Monday, May 26, 2014
Homage to Dorothea Lange
Born May 26, 1895. Dorothea Lange was an influential American documentary photographer and photojournalist, best known for her Depression-era work for the Farm Security Administration (FSA). Lange's photographs humanized the tragic consequences of the Great Depression and profoundly influenced the development of documentary photography. She, along with Margaret Bourke-White, was another one of my spiritual "mothers," showing strength, courage and compassion in the face of suffering.
Of her work during this era Lange said: “The good photograph is not the object, the consequences of the photograph are the objects. So that no one would say, ’how did you do it, where did you find it,´ but they would say that such things could be.”
Linda Gordon, who wrote a book on the renowned photographer called Dorothea Lange: A Life Beyond Limits, recalls one of Lange's favorite sayings: A camera is a tool for learning how to see without a camera .
Dorothea Lange was named Dorothea Margaretta Nutzhorn at birth. She dropped her middle name and assumed her mother's maiden name after her father abandoned the family when she was 12 years old, one of two traumatic incidents early in her life.
The other was her contraction of polio at age seven which left her with a weakened right leg and a permanent limp."It formed me, guided me, instructed me, helped me and humiliated me," Lange once said of her altered gait. "I've never gotten over it, and I am aware of the force and power of it."
From 1935 to 1939, Dorothea Lange's work for the RA and FSA brought the plight of the poor and forgotten — particularly sharecroppers, displaced farm families, and migrant workers — to public attention. Distributed free to newspapers across the country, her poignant and compassionate images became icons of the era.
In 1960, Lange spoke about her experience taking the photograph:
"I saw and approached the hungry and desperate mother, as if drawn by a magnet. I do not remember how I explained my presence or my camera to her, but I do remember she asked me no questions. I made five exposures, working closer and closer from the same direction. I did not ask her name or her history. She told me her age, that she was thirty-two. She said that they had been living on frozen vegetables from the surrounding fields, and birds that the children killed. She had just sold the tires from her car to buy food. There she sat in that lean-to tent with her children huddled around her, and seemed to know that my pictures might help her, and so she helped me. There was a sort of equality about it."
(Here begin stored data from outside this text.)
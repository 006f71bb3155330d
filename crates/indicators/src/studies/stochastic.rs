use super::moving_average::sma_series;

/// Stochastic oscillator. %K over `k_period` bars, %D = SMA(`d_period`) of %K.
#[derive(Debug, Clone)]
pub struct StochasticIndicator {
    pub k_period: usize,
    pub d_period: usize,
}

#[derive(Debug, Clone, Copy, PartialEq)]
pub struct StochasticValue {
    pub k: f64,
    pub d: f64,
}

impl StochasticIndicator {
    pub fn new(k_period: usize, d_period: usize) -> Self {
        Self { k_period, d_period }
    }

    pub fn min_len(&self) -> usize {
        self.k_period.saturating_add(self.d_period.saturating_sub(1))
    }

    /// Latest %K / %D. All three slices must be the same length.
    /// A zero high-low range reads 50.
    pub fn compute(&self, highs: &[f64], lows: &[f64], closes: &[f64]) -> Option<StochasticValue> {
        if self.k_period == 0 || self.d_period == 0 {
            return None;
        }
        let n = closes.len();
        if highs.len() != n || lows.len() != n || n < self.min_len() {
            return None;
        }

        let percent_k: Vec<f64> = (self.k_period - 1..n)
            .map(|i| {
                let start = i + 1 - self.k_period;
                let highest = highs[start..=i].iter().copied().fold(f64::MIN, f64::max);
                let lowest = lows[start..=i].iter().copied().fold(f64::MAX, f64::min);
                let range = highest - lowest;
                if range == 0.0 {
                    50.0
                } else {
                    100.0 * (closes[i] - lowest) / range
                }
            })
            .collect();

        let k = *percent_k.last()?;
        let d = *sma_series(&percent_k, self.d_period).last()?;
        Some(StochasticValue { k, d })
    }
}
Lange informed the authorities about the grim conditions in the camp and they raced to provide food and medical care to prevent mass starvation. (a sad comparison with today's tea blobbers and GOP and their lack of true compassion).
To capture the spirit of the camps, Lange created images that frequently juxtapose signs of human courage and dignity with physical evidence of the indignities of incarceration. Not surprisingly, many of Lange's photographs were censored by the federal government, itself conflicted by the existence of the camps.
In 1941, Lange was awarded a Guggenheim Fellowship for excellence in photography. After the attack on Pearl Harbor, she gave up the prestigious award to record the forced evacuation of Japanese Americans to relocation camps, on assignment for the War Relocation Authority (WRA). Her images were so obviously critical that the Army impounded them.
The true impact of Lange's work was not felt until 1972, when the Whitney Museum incorporated twenty-seven of her photographs into Executive Order 9066, an exhibit about the Japanese internment. New York Times critic A.D. Coleman called Lange's photographs "documents of such a high order that they convey the feelings of the victims as well as the facts of the crime."
In the last two decades of her life, Lange's health was poor. She suffered from gastric problems, including bleeding ulcers, as well as post-polio syndrome — although this renewal of the pain and weakness of polio was not yet recognized by most physicians. Lange died of esophageal cancer on October 11, 1965 in San Francisco, California at age 70. She was survived by her second husband, Paul Taylor, two children, three stepchildren, and numerous grandchildren and great-grandchildren.
Her artistic and spiritual legacy still speaks to those who would look upon suffering, political injustice and cruelty with compassion and the courage to speak out for change.